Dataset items

**********

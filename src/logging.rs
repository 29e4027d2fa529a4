// ABOUTME: Structured logging initialization for the coach service
// ABOUTME: tracing-subscriber with RUST_LOG env-filter, info default
//
// SPDX-License-Identifier: MIT OR Apache-2.0
// Copyright (c) 2025 ArogyaMitra Wellness

use tracing_subscriber::EnvFilter;

/// Initialize the global tracing subscriber
///
/// Honors `RUST_LOG`, defaulting to `info` for this crate. Calling twice is a
/// no-op so tests can initialize freely.
pub fn init() {
    let filter = EnvFilter::try_from_default_env()
        .unwrap_or_else(|_| EnvFilter::new("info,aromi_coach_server=info"));

    let _ = tracing_subscriber::fmt()
        .with_env_filter(filter)
        .with_target(true)
        .try_init();
}
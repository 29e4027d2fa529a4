// ABOUTME: Liveness endpoint for operational visibility
// ABOUTME: Reports service name and version, no dependencies probed
//
// SPDX-License-Identifier: MIT OR Apache-2.0
// Copyright (c) 2025 ArogyaMitra Wellness

use axum::http::StatusCode;
use axum::response::IntoResponse;
use axum::routing::get;
use axum::{Json, Router};
use serde::Serialize;

/// Health response body
#[derive(Debug, Serialize)]
struct HealthResponse {
    status: &'static str,
    service: &'static str,
    version: &'static str,
}

/// Health route handlers
pub struct HealthRoutes;

impl HealthRoutes {
    /// Create the health routes
    #[must_use]
    pub fn routes() -> Router {
        Router::new().route("/health", get(Self::health))
    }

    async fn health() -> impl IntoResponse {
        (
            StatusCode::OK,
            Json(HealthResponse {
                status: "ok",
                service: "aromi-coach-server",
                version: env!("CARGO_PKG_VERSION"),
            }),
        )
    }
}
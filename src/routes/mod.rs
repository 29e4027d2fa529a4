// ABOUTME: Route module organization for the coach service HTTP endpoints
// ABOUTME: Health and chat route definitions with thin handlers over the LLM layer
//
// SPDX-License-Identifier: MIT OR Apache-2.0
// Copyright (c) 2025 ArogyaMitra Wellness

//! Route modules for the coach service
//!
//! Each domain module contains route definitions and thin handler functions
//! that delegate to the LLM layer.

/// Health check and system status routes
pub mod health;

/// Streaming chat route for the coach conversation
pub mod chat;

pub use chat::ChatRoutes;
pub use health::HealthRoutes;
// ABOUTME: Error types for the client transports and session controllers
// ABOUTME: Transport, HTTP-status, decode, and mid-stream failure classes
//
// SPDX-License-Identifier: MIT OR Apache-2.0
// Copyright (c) 2025 ArogyaMitra Wellness

use thiserror::Error;

/// Convenience alias for results carrying [`ClientError`]
pub type ClientResult<T> = Result<T, ClientError>;

/// Client-side failure, local to one surface's controller
#[derive(Debug, Error)]
pub enum ClientError {
    /// The request never reached the server or the connection failed
    #[error("transport failed: {0}")]
    Transport(#[from] reqwest::Error),

    /// The server rejected the request before streaming began
    #[error("server rejected request ({status}): {message}")]
    Http {
        /// HTTP status code returned
        status: u16,
        /// Response body, if any
        message: String,
    },

    /// A stream event could not be decoded
    #[error("failed to decode stream event: {0}")]
    Decode(String),

    /// The event stream failed mid-flight
    #[error("stream interrupted: {0}")]
    Stream(String),
}
// ABOUTME: OpenAI-compatible streaming completion provider over SSE
// ABOUTME: Decodes chat.completion.chunk deltas into plain text increments
//
// SPDX-License-Identifier: MIT OR Apache-2.0
// Copyright (c) 2025 ArogyaMitra Wellness

use async_stream::try_stream;
use async_trait::async_trait;
use eventsource_stream::Eventsource;
use futures_util::StreamExt;
use serde::{Deserialize, Serialize};
use tracing::debug;

use crate::config::LlmConfig;
use crate::errors::{AppError, AppResult};
use crate::llm::{ChatMessage, CompletionBackend, CompletionRequest, CompletionStream};

/// Sentinel data line closing an OpenAI-compatible completion stream
const PROVIDER_STREAM_DONE: &str = "[DONE]";

/// Streaming chat-completion client for any OpenAI-compatible endpoint
///
/// Holds only the shared connection pool and static configuration, so one
/// instance serves concurrent requests. Retry policy, if any, belongs to the
/// transport configuration, not this provider.
pub struct OpenAiProvider {
    client: reqwest::Client,
    config: LlmConfig,
}

impl OpenAiProvider {
    /// Create a provider for the configured endpoint and model
    #[must_use]
    pub fn new(config: LlmConfig) -> Self {
        Self {
            client: reqwest::Client::new(),
            config,
        }
    }
}

/// Request body for `POST {base}/chat/completions`
#[derive(Debug, Serialize)]
struct CompletionBody<'a> {
    model: &'a str,
    messages: &'a [ChatMessage],
    stream: bool,
}

#[derive(Debug, Deserialize)]
struct ChunkResponse {
    #[serde(default)]
    choices: Vec<ChunkChoice>,
}

#[derive(Debug, Deserialize)]
struct ChunkChoice {
    #[serde(default)]
    delta: ChunkDelta,
}

#[derive(Debug, Default, Deserialize)]
struct ChunkDelta {
    #[serde(default)]
    content: Option<String>,
}

#[async_trait]
impl CompletionBackend for OpenAiProvider {
    async fn stream_completion(&self, request: CompletionRequest) -> AppResult<CompletionStream> {
        let url = format!("{}/chat/completions", self.config.base_url);
        let body = CompletionBody {
            model: &self.config.model,
            messages: &request.messages,
            stream: true,
        };

        let mut http_request = self.client.post(&url).json(&body);
        if let Some(key) = &self.config.api_key {
            http_request = http_request.bearer_auth(key);
        }

        let response = http_request
            .send()
            .await
            .map_err(|e| AppError::upstream(format!("Model request failed: {e}")))?;

        let status = response.status();
        if !status.is_success() {
            let detail = response.text().await.unwrap_or_default();
            return Err(AppError::upstream(format!(
                "Model provider returned {status}: {detail}"
            )));
        }

        debug!(model = %self.config.model, "opened completion stream");

        let mut events = response.bytes_stream().eventsource();
        let stream = try_stream! {
            while let Some(next) = events.next().await {
                let event = next
                    .map_err(|e| AppError::upstream(format!("Model stream failed: {e}")))?;
                if event.data == PROVIDER_STREAM_DONE {
                    break;
                }
                let chunk: ChunkResponse = serde_json::from_str(&event.data)
                    .map_err(|e| AppError::upstream(format!("Malformed model chunk: {e}")))?;
                let delta = chunk
                    .choices
                    .into_iter()
                    .next()
                    .and_then(|choice| choice.delta.content);
                if let Some(delta) = delta {
                    if !delta.is_empty() {
                        yield delta;
                    }
                }
            }
        };

        Ok(Box::pin(stream))
    }
}
// ABOUTME: Scripted completion backend for orchestrator and route tests
// ABOUTME: Replays configured chunks, optionally fails mid-stream, records every request
//
// SPDX-License-Identifier: MIT OR Apache-2.0
// Copyright (c) 2025 ArogyaMitra Wellness

#![allow(clippy::unwrap_used, clippy::expect_used, clippy::missing_panics_doc)]

//! Test utilities
//!
//! Enabled for unit tests and, via the `testing` cargo feature, for
//! integration tests in dependent crates that need a deterministic backend
//! behind a real server.

use std::sync::{Arc, Mutex};
use std::time::Duration;

use async_stream::stream;
use async_trait::async_trait;

use crate::errors::{AppError, AppResult};
use crate::llm::{CompletionBackend, CompletionRequest, CompletionStream};

/// Deterministic [`CompletionBackend`] replaying a fixed script
///
/// Every request is recorded for later assertions on ordering and content.
#[derive(Debug, Default)]
pub struct ScriptedBackend {
    chunks: Vec<String>,
    error: Option<String>,
    chunk_delay: Option<Duration>,
    requests: Arc<Mutex<Vec<CompletionRequest>>>,
}

impl ScriptedBackend {
    /// Backend that streams the given chunks and then ends cleanly
    pub fn with_chunks<I>(chunks: I) -> Self
    where
        I: IntoIterator,
        I::Item: Into<String>,
    {
        Self {
            chunks: chunks.into_iter().map(Into::into).collect(),
            ..Self::default()
        }
    }

    /// Backend that streams the given chunks and then fails mid-stream
    pub fn failing_after<I>(chunks: I, message: impl Into<String>) -> Self
    where
        I: IntoIterator,
        I::Item: Into<String>,
    {
        Self {
            error: Some(message.into()),
            ..Self::with_chunks(chunks)
        }
    }

    /// Pause between chunks so tests can interleave cancellation
    #[must_use]
    pub const fn with_chunk_delay(mut self, delay: Duration) -> Self {
        self.chunk_delay = Some(delay);
        self
    }

    /// All requests seen so far, oldest first
    pub fn requests(&self) -> Vec<CompletionRequest> {
        self.requests.lock().unwrap().clone()
    }
}

#[async_trait]
impl CompletionBackend for ScriptedBackend {
    async fn stream_completion(&self, request: CompletionRequest) -> AppResult<CompletionStream> {
        self.requests.lock().unwrap().push(request);

        let chunks = self.chunks.clone();
        let error = self.error.clone();
        let delay = self.chunk_delay;

        let deltas = stream! {
            for chunk in chunks {
                if let Some(delay) = delay {
                    tokio::time::sleep(delay).await;
                }
                yield Ok(chunk);
            }
            if let Some(message) = error {
                yield Err(AppError::upstream(message));
            }
        };

        Ok(Box::pin(deltas))
    }
}
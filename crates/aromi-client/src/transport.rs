// ABOUTME: Transport seam between a session controller and the coach endpoint
// ABOUTME: ChatTransport trait plus the HTTP/SSE implementation with cancellation
//
// SPDX-License-Identifier: MIT OR Apache-2.0
// Copyright (c) 2025 ArogyaMitra Wellness

//! Chat transport
//!
//! Controllers talk to the coach endpoint through the [`ChatTransport`]
//! trait, so tests can script a deterministic stream while production uses
//! [`HttpTransport`] against `POST /api/chat`.

use std::pin::Pin;

use aromi_core::{CancellationToken, ChatStreamRequest, StreamEvent, STREAM_TERMINATOR};
use async_stream::try_stream;
use async_trait::async_trait;
use eventsource_stream::Eventsource;
use futures_util::{Stream, StreamExt};
use tracing::debug;

use crate::error::{ClientError, ClientResult};

/// Live sequence of decoded stream events for one turn
pub type EventStream = Pin<Box<dyn Stream<Item = ClientResult<StreamEvent>> + Send>>;

/// Seam between a controller and the coach endpoint
#[async_trait]
pub trait ChatTransport: Send + Sync {
    /// Send the full conversation and open the response event stream
    ///
    /// The supplied token cancels the in-flight request; once it fires the
    /// returned stream ends without further events.
    ///
    /// # Errors
    ///
    /// Returns an error when the request cannot be sent or the server
    /// rejects it before streaming begins.
    async fn send_messages(
        &self,
        request: &ChatStreamRequest,
        cancel: &CancellationToken,
    ) -> ClientResult<EventStream>;
}

/// HTTP transport speaking the UI message stream protocol over SSE
pub struct HttpTransport {
    client: reqwest::Client,
    endpoint: String,
}

impl HttpTransport {
    /// Create a transport posting to the given chat endpoint URL
    #[must_use]
    pub fn new(endpoint: impl Into<String>) -> Self {
        Self {
            client: reqwest::Client::new(),
            endpoint: endpoint.into(),
        }
    }
}

#[async_trait]
impl ChatTransport for HttpTransport {
    async fn send_messages(
        &self,
        request: &ChatStreamRequest,
        cancel: &CancellationToken,
    ) -> ClientResult<EventStream> {
        let response = self
            .client
            .post(&self.endpoint)
            .json(request)
            .send()
            .await?;

        let status = response.status();
        if !status.is_success() {
            let message = response.text().await.unwrap_or_default();
            return Err(ClientError::Http {
                status: status.as_u16(),
                message,
            });
        }

        debug!(endpoint = %self.endpoint, "opened coach event stream");

        let cancel = cancel.clone();
        let mut events = response.bytes_stream().eventsource();

        Ok(Box::pin(try_stream! {
            loop {
                tokio::select! {
                    () = cancel.cancelled() => break,
                    next = events.next() => match next {
                        Some(Ok(event)) => {
                            if event.data == STREAM_TERMINATOR {
                                break;
                            }
                            let parsed: StreamEvent = serde_json::from_str(&event.data)
                                .map_err(|e| ClientError::Decode(e.to_string()))?;
                            yield parsed;
                        }
                        Some(Err(e)) => {
                            Err(ClientError::Stream(e.to_string()))?;
                        }
                        None => break,
                    }
                }
            }
        }))
    }
}
// ABOUTME: Environment variable configuration for HTTP binding and the LLM provider
// ABOUTME: ServerConfig::from_env is the single configuration entry point
//
// SPDX-License-Identifier: MIT OR Apache-2.0
// Copyright (c) 2025 ArogyaMitra Wellness

//! Environment-only configuration
//!
//! Model selection and credentials are deployment concerns, so they live in
//! environment variables rather than request bodies or config files.

use std::env;

use crate::errors::{AppError, AppResult};

/// Default HTTP port when `AROMI_HTTP_PORT` is unset
const DEFAULT_HTTP_PORT: u16 = 8081;

/// Default OpenAI-compatible API base when `AROMI_LLM_BASE_URL` is unset
const DEFAULT_LLM_BASE_URL: &str = "https://api.openai.com/v1";

/// Default model when `AROMI_LLM_MODEL` is unset
const DEFAULT_LLM_MODEL: &str = "gpt-4o-mini";

/// Top-level server configuration
#[derive(Debug, Clone)]
pub struct ServerConfig {
    /// TCP port the HTTP server binds
    pub http_port: u16,
    /// Upstream model provider settings
    pub llm: LlmConfig,
}

/// Upstream model provider settings
#[derive(Debug, Clone)]
pub struct LlmConfig {
    /// Base URL of an OpenAI-compatible API (no trailing slash)
    pub base_url: String,
    /// Bearer token; optional for key-less local gateways
    pub api_key: Option<String>,
    /// Model identifier requested for every completion
    pub model: String,
}

impl ServerConfig {
    /// Load configuration from the environment
    ///
    /// # Errors
    ///
    /// Returns a config error if `AROMI_HTTP_PORT` is set but not a valid
    /// port number.
    pub fn from_env() -> AppResult<Self> {
        let http_port = match env::var("AROMI_HTTP_PORT") {
            Ok(raw) => raw.parse::<u16>().map_err(|e| {
                AppError::config(format!("Invalid AROMI_HTTP_PORT value '{raw}': {e}"))
            })?,
            Err(_) => DEFAULT_HTTP_PORT,
        };

        let base_url = env::var("AROMI_LLM_BASE_URL")
            .unwrap_or_else(|_| DEFAULT_LLM_BASE_URL.to_owned())
            .trim_end_matches('/')
            .to_owned();
        let api_key = env::var("AROMI_LLM_API_KEY").ok().filter(|k| !k.is_empty());
        let model = env::var("AROMI_LLM_MODEL").unwrap_or_else(|_| DEFAULT_LLM_MODEL.to_owned());

        Ok(Self {
            http_port,
            llm: LlmConfig {
                base_url,
                api_key,
                model,
            },
        })
    }
}
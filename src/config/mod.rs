// ABOUTME: Configuration module for the coach service
// ABOUTME: Environment-only configuration, no config files
//
// SPDX-License-Identifier: MIT OR Apache-2.0
// Copyright (c) 2025 ArogyaMitra Wellness

/// Environment-backed server configuration
pub mod environment;

pub use environment::{LlmConfig, ServerConfig};
// ABOUTME: Client-side session controllers and transports for the AROMI coach surfaces
// ABOUTME: Headless state machine per surface; HTTP/SSE transport; surface composition glue
//
// SPDX-License-Identifier: MIT OR Apache-2.0
// Copyright (c) 2025 ArogyaMitra Wellness

#![deny(unsafe_code)]

//! # AROMI client
//!
//! Each conversational surface owns one [`ChatController`]: input draft,
//! message history, status state machine, and the network transport. Two
//! surfaces (the full-page coach panel and the floating widget) are two
//! independent instances of the same parametrized type against the same
//! endpoint; they are never merged and never share state, so a message sent
//! through one is invisible to the other by design.
//!
//! The controller is headless and pull-based: `submit` opens a turn and
//! returns its event stream, and the surface pumps events back in through
//! `apply` (or lets `drive` pump to completion). Unmounting a surface cancels
//! its in-flight turn; since nothing else pumps events, no state can mutate
//! after unmount.

/// Client-side error types
pub mod error;

/// Per-surface session state machine
pub mod controller;

/// Surface composition over the controller
pub mod surface;

/// Transport seam between a controller and the coach endpoint
pub mod transport;

pub use controller::{ChatController, ChatStatus};
pub use error::{ClientError, ClientResult};
pub use surface::{ChatSurface, SurfaceKind, QUICK_PROMPTS};
pub use transport::{ChatTransport, EventStream, HttpTransport};
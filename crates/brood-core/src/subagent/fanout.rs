//! Parallel launches with a concurrency cap.

use futures::future::join_all;
use tokio::sync::Semaphore;
use tokio_util::sync::CancellationToken;
use tracing::{info, warn};

use super::supervisor::SubagentSupervisor;
use super::types::{SubagentRequest, SubagentResult};

/// Launch every request, at most `max_concurrency` at a time.
///
/// Results come back in input order. Each launch gets a child of `cancel`;
/// cancelling the parent interrupts running children and stops queued ones
/// from ever spawning.
pub async fn launch_all(
    supervisor: &SubagentSupervisor,
    requests: Vec<SubagentRequest>,
    max_concurrency: usize,
    cancel: CancellationToken,
) -> Vec<SubagentResult> {
    let limit = max_concurrency.max(1);
    let semaphore = Semaphore::new(limit);
    info!(count = requests.len(), max_concurrency = limit, "launching subagents");

    let launches = requests.iter().enumerate().map(|(index, request)| {
        let semaphore = &semaphore;
        let cancel = cancel.child_token();
        async move {
            let permit = tokio::select! {
                biased;
                _ = cancel.cancelled() => None,
                permit = semaphore.acquire() => Some(permit),
            };
            let _permit = match permit {
                None => return SubagentResult::interrupted(""),
                Some(Ok(permit)) => permit,
                Some(Err(e)) => {
                    warn!(index, error = %e, "failed to acquire launch slot");
                    return SubagentResult::failure("", format!("Failed to acquire launch slot: {e}"));
                }
            };
            supervisor.launch(request, Some(cancel)).await
        }
    });

    let results = join_all(launches).await;
    let failed = results.iter().filter(|r| !r.success).count();
    info!(count = results.len(), failed, "subagents finished");
    results
}
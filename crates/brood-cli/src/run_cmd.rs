//! `brood run` and `brood fanout`: launch subagents and print their results
//! as JSON on stdout.

use std::sync::Arc;
use std::sync::atomic::{AtomicBool, Ordering};

use anyhow::{Context, Result};
use serde::Serialize;
use tokio_util::sync::CancellationToken;

use brood_core::subagent::{
    LauncherInputs, StaticModelCatalog, SubagentRequest, SubagentResult, SubagentSupervisor,
    TracingActivitySink, launch_all, resolve_launcher,
};

use crate::config::BroodConfig;

/// Build a supervisor from resolved configuration.
pub fn build_supervisor(config: BroodConfig) -> SubagentSupervisor {
    let launcher = resolve_launcher(&LauncherInputs::from_env());
    tracing::debug!(command = %launcher.command, base_args = ?launcher.base_args, "resolved subagent launcher");

    SubagentSupervisor::new(launcher, Arc::new(config.registry))
        .with_catalog(Arc::new(StaticModelCatalog::new(config.available_models)))
        .with_permissions(config.permissions)
        .with_parent(config.parent)
        .with_credentials(config.credentials)
        .with_activity_sink(Arc::new(TracingActivitySink))
}

/// Run one subagent. Returns whether it succeeded.
pub async fn run_one(supervisor: &SubagentSupervisor, request: SubagentRequest) -> Result<bool> {
    let cancel = cancel_on_ctrl_c();
    let result = supervisor.launch(&request, Some(cancel)).await;
    print_json(&result)?;
    Ok(result.success)
}

/// Run several subagents in parallel. Returns whether all succeeded.
pub async fn run_fanout(
    supervisor: &SubagentSupervisor,
    requests: Vec<SubagentRequest>,
    max_agents: usize,
) -> Result<bool> {
    let cancel = cancel_on_ctrl_c();
    let results: Vec<SubagentResult> = launch_all(supervisor, requests, max_agents, cancel).await;
    print_json(&results)?;
    Ok(results.iter().all(|r| r.success))
}

fn print_json<T: Serialize>(value: &T) -> Result<()> {
    let json = serde_json::to_string_pretty(value).context("failed to serialize result")?;
    println!("{json}");
    Ok(())
}

/// First Ctrl+C cancels running subagents, second force-exits.
fn cancel_on_ctrl_c() -> CancellationToken {
    let cancel = CancellationToken::new();
    let cancel_clone = cancel.clone();
    let got_first_signal = Arc::new(AtomicBool::new(false));

    tokio::spawn(async move {
        loop {
            tokio::signal::ctrl_c().await.ok();
            if got_first_signal.swap(true, Ordering::SeqCst) {
                eprintln!("\nForce exit.");
                std::process::exit(130);
            }
            eprintln!("\nInterrupting subagents (Ctrl+C again to force)...");
            cancel_clone.cancel();
        }
    });

    cancel
}
//! Subagent type registry -- named [`SubagentTypeConfig`] policies.
//!
//! The supervisor looks types up by the name a request carries (e.g.
//! `subagent_type = "explore"`). The registry is built once and shared
//! read-only between concurrent launches.

use std::collections::BTreeMap;

use super::types::{InitBlocks, PermissionMode, RecommendedModel, SubagentTypeConfig, ToolAllowance};

/// Name of the catch-all built-in type.
pub const GENERAL_PURPOSE: &str = "general-purpose";

#[derive(Debug, thiserror::Error, PartialEq, Eq)]
pub enum RegistryError {
    #[error("Unknown subagent type: {0}")]
    UnknownType(String),
}

/// A collection of [`SubagentTypeConfig`]s, keyed by name.
#[derive(Debug, Clone, Default)]
pub struct SubagentTypeRegistry {
    types: BTreeMap<String, SubagentTypeConfig>,
}

impl SubagentTypeRegistry {
    /// Create an empty registry.
    pub fn new() -> Self {
        Self::default()
    }

    /// A registry holding the built-in types.
    pub fn with_builtins() -> Self {
        let mut registry = Self::new();
        for config in builtin_types() {
            registry.register(config);
        }
        registry
    }

    /// Register a type under its `name`, replacing and returning any
    /// previous entry with that name.
    pub fn register(&mut self, config: SubagentTypeConfig) -> Option<SubagentTypeConfig> {
        self.types.insert(config.name.clone(), config)
    }

    /// Register a type under `name`, overriding whatever name it carried.
    pub fn register_as(
        &mut self,
        name: impl Into<String>,
        mut config: SubagentTypeConfig,
    ) -> Option<SubagentTypeConfig> {
        config.name = name.into();
        self.register(config)
    }

    pub fn get(&self, name: &str) -> Option<&SubagentTypeConfig> {
        self.types.get(name)
    }

    /// Like [`get`](Self::get), but an unknown name is an error.
    pub fn require(&self, name: &str) -> Result<&SubagentTypeConfig, RegistryError> {
        self.get(name)
            .ok_or_else(|| RegistryError::UnknownType(name.to_string()))
    }

    /// Registered type names, sorted.
    pub fn list(&self) -> Vec<&str> {
        self.types.keys().map(String::as_str).collect()
    }

    /// Registered types, sorted by name.
    pub fn iter(&self) -> impl Iterator<Item = &SubagentTypeConfig> {
        self.types.values()
    }

    pub fn len(&self) -> usize {
        self.types.len()
    }

    pub fn is_empty(&self) -> bool {
        self.types.is_empty()
    }
}

fn read_only_tools() -> ToolAllowance {
    ToolAllowance::Only(vec!["Read".into(), "Glob".into(), "Grep".into()])
}

fn builtin_types() -> Vec<SubagentTypeConfig> {
    vec![
        SubagentTypeConfig {
            name: GENERAL_PURPOSE.into(),
            description: "Multi-step research and implementation tasks with the parent's full toolset"
                .into(),
            recommended_model: RecommendedModel::Inherit,
            permission_mode: None,
            allowed_tools: ToolAllowance::All,
            init_blocks: InitBlocks::All,
        },
        SubagentTypeConfig {
            name: "explore".into(),
            description: "Fast read-only codebase search".into(),
            recommended_model: RecommendedModel::Handle("anthropic/claude-haiku-4-5".into()),
            permission_mode: None,
            allowed_tools: read_only_tools(),
            init_blocks: InitBlocks::None,
        },
        SubagentTypeConfig {
            name: "plan".into(),
            description: "Read-only investigation that ends in an implementation plan".into(),
            recommended_model: RecommendedModel::Inherit,
            permission_mode: Some(PermissionMode::Plan),
            allowed_tools: read_only_tools(),
            init_blocks: InitBlocks::Only(vec!["persona".into(), "human".into()]),
        },
    ]
}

**********

> _Try it_
Among the lines above, which ones include the word "limit"? Copy them.

> _Exercise output_
    let limit = max_concurrency.max(1);
    let semaphore = Semaphore::new(limit);
    info!(count = requests.len(), max_concurrency = limit, "launching subagents");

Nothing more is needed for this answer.